The Miles Platting and Collyhurst areas of Manchester developed quickly from the beginning of the nineteenth century, mainly with a mixture of industrial buildings and mill workers’ housing. A church dedicated to St Patrick was built on the site by Fr Daniel Hearne in 1832. The adjacent Presentation Convent was added in 1834-6 after the Rector of St Patrick’s raised money for the establishment of the convent, an enclosed teaching order, and a school for girls where the nuns taught. The convent remains and the attached school has been rebuilt.
The original St Patrick’s church was demolished and replaced with the present building, which was opened in 1937 (free of debt). The architect was Harold Greenhalgh of Bolton, the external design very similar to his slightly earlier church of St Anne, Oldham (qv). The apse mosaics were added in 1951 and those in the north and south chapels in 1961.
A reordering probably undertaken in the 1960s or 70s involved removal of altar rails and bringing the existing altar forward. During the 1980s, before the building was listed, a major scheme (architect not established) created a suite of rooms at the west end including a new gallery with flights of steps.

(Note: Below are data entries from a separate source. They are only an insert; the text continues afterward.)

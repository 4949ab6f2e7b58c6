//! Core engine types: state, actions, RNG, configuration, errors.
//!
//! These are the building blocks every other module works on. Nothing
//! here knows about timing or observers; that lives in `schedule`,
//! `events`, and `engine`.

pub mod action;
pub mod config;
pub mod error;
pub mod rng;
pub mod state;

pub use action::{Action, ActionRecord};
pub use config::EngineConfig;
pub use error::{EngineError, Result};
pub use rng::{GameRng, GameRngState};
pub use state::{GameId, GameState, Selection};
//! Game event types.
//!
//! Events describe what changed, not how to draw it. Every event carries
//! the `GameId` it belongs to so observers can ignore stragglers from a
//! game they have already torn down.

use serde::{Deserialize, Serialize};

use crate::cards::CardId;
use crate::core::GameId;

/// Something that happened in a game.
#[derive(Clone, Debug, PartialEq, Eq, Serialize, Deserialize)]
pub enum GameEvent {
    /// A fresh deck was dealt and the preview window opened.
    GameStarted { game: GameId, cards: usize },

    /// The preview window closed; unrevealed cards are now shown face-down.
    PreviewEnded { game: GameId },

    /// A card was turned face-up by a selection.
    CardRevealed { game: GameId, card: CardId },

    /// The two selected cards share a face and are now matched.
    PairMatched {
        game: GameId,
        first: CardId,
        second: CardId,
    },

    /// The two selected cards differ; they flip back after the miss delay.
    PairMissed {
        game: GameId,
        first: CardId,
        second: CardId,
    },

    /// Cards turned face-down after a miss.
    CardsHidden { game: GameId, cards: Vec<CardId> },

    /// The score changed.
    ScoreChanged { game: GameId, score: u32 },

    /// The score reached the milestone threshold.
    MilestoneReached { game: GameId, score: u32 },

    /// The milestone celebration ended.
    MilestoneCleared { game: GameId },

    /// Every pair has been found.
    GameOver {
        game: GameId,
        attempts: u32,
        score: u32,
    },
}

impl GameEvent {
    /// The game this event belongs to.
    #[must_use]
    pub fn game(&self) -> GameId {
        match self {
            GameEvent::GameStarted { game, .. }
            | GameEvent::PreviewEnded { game }
            | GameEvent::CardRevealed { game, .. }
            | GameEvent::PairMatched { game, .. }
            | GameEvent::PairMissed { game, .. }
            | GameEvent::CardsHidden { game, .. }
            | GameEvent::ScoreChanged { game, .. }
            | GameEvent::MilestoneReached { game, .. }
            | GameEvent::MilestoneCleared { game }
            | GameEvent::GameOver { game, .. } => *game,
        }
    }

    /// Short name for logging.
    #[must_use]
    pub fn name(&self) -> &'static str {
        match self {
            GameEvent::GameStarted { .. } => "game_started",
            GameEvent::PreviewEnded { .. } => "preview_ended",
            GameEvent::CardRevealed { .. } => "card_revealed",
            GameEvent::PairMatched { .. } => "pair_matched",
            GameEvent::PairMissed { .. } => "pair_missed",
            GameEvent::CardsHidden { .. } => "cards_hidden",
            GameEvent::ScoreChanged { .. } => "score_changed",
            GameEvent::MilestoneReached { .. } => "milestone_reached",
            GameEvent::MilestoneCleared { .. } => "milestone_cleared",
            GameEvent::GameOver { .. } => "game_over",
        }
    }
}
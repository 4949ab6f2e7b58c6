//! Logical clock and deferred transitions.
//!
//! Delays in the game (preview, miss flip-back, milestone) are entries on
//! a `Schedule` rather than real timers. The host drives the clock with
//! `GameEngine::advance`, which keeps the engine single-threaded and its
//! timing fully deterministic under test.

mod deferred;

pub use deferred::{Deferred, DeferredId, DeferredKind, Schedule};
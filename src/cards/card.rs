//! Card instances on the board.
//!
//! A card's visible status is a single enum rather than two flags, so a
//! matched card is always also revealed:
//!
//! ```text
//! FaceDown ──select──▶ Revealed ──match──▶ Matched (terminal)
//!     ▲                    │
//!     └──── miss delay ────┘
//! ```

use serde::{Deserialize, Serialize};

use super::face::FaceId;

/// Identifier of a card within one game.
///
/// Ids are allocated sequentially when the deck is built and stay stable
/// until the next game replaces the deck. They do not reflect display order.
#[derive(Clone, Copy, Debug, PartialEq, Eq, Hash, PartialOrd, Ord, Serialize, Deserialize)]
pub struct CardId(pub u32);

impl CardId {
    /// Create a new card ID.
    #[must_use]
    pub const fn new(id: u32) -> Self {
        Self(id)
    }

    /// Get the raw ID value.
    #[must_use]
    pub const fn raw(self) -> u32 {
        self.0
    }
}

impl std::fmt::Display for CardId {
    fn fmt(&self, f: &mut std::fmt::Formatter<'_>) -> std::fmt::Result {
        write!(f, "Card({})", self.0)
    }
}

/// Where a card is in its lifecycle.
#[derive(Clone, Copy, Debug, Default, PartialEq, Eq, Hash, Serialize, Deserialize)]
pub enum CardStatus {
    /// Face hidden; selectable.
    #[default]
    FaceDown,
    /// Face shown as part of the current (unresolved) selection.
    Revealed,
    /// Permanently shown as one half of a found pair.
    Matched,
}

/// A single card in the deck.
#[derive(Clone, Copy, Debug, PartialEq, Eq, Hash, Serialize, Deserialize)]
pub struct Card {
    /// Unique id within the game.
    pub id: CardId,

    /// Which face this card shows.
    pub face: FaceId,

    /// Current lifecycle status.
    pub status: CardStatus,
}

impl Card {
    /// Create a face-down card.
    #[must_use]
    pub const fn new(id: CardId, face: FaceId) -> Self {
        Self {
            id,
            face,
            status: CardStatus::FaceDown,
        }
    }

    /// Is the face currently shown (revealed or matched)?
    #[must_use]
    pub fn is_revealed(&self) -> bool {
        matches!(self.status, CardStatus::Revealed | CardStatus::Matched)
    }

    /// Is this card part of a found pair?
    #[must_use]
    pub fn is_matched(&self) -> bool {
        self.status == CardStatus::Matched
    }

    /// Does this card share a face with `other`?
    #[must_use]
    pub fn pairs_with(&self, other: &Card) -> bool {
        self.id != other.id && self.face == other.face
    }

    /// Copy of this card with a different status.
    #[must_use]
    pub const fn with_status(mut self, status: CardStatus) -> Self {
        self.status = status;
        self
    }
}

All orientations given are liturgical. For a general description, see the list entry below. The church has great presence, with blunt pylon-like forms, and the interior is sumptuously appointed with Romanesque style columns painted to resemble marble, a marble altar, a red marble baldacchino with columns, rich mosaic work by Ludwig Oppenheimer and good marble statuary. The mosaic was added incrementally, with much of it completed during the 1950s. It includes a scene in the Lady Chapel based on Fra Angelico’s Annunciation. Stained glass windows include a panel with a depiction of the previous church and another honouring the founder of the Presentation Order. The reconfigured west end, with gallery, utilitarian columns and suspended ceilings does not match the original interior, at the same time it is not dominant.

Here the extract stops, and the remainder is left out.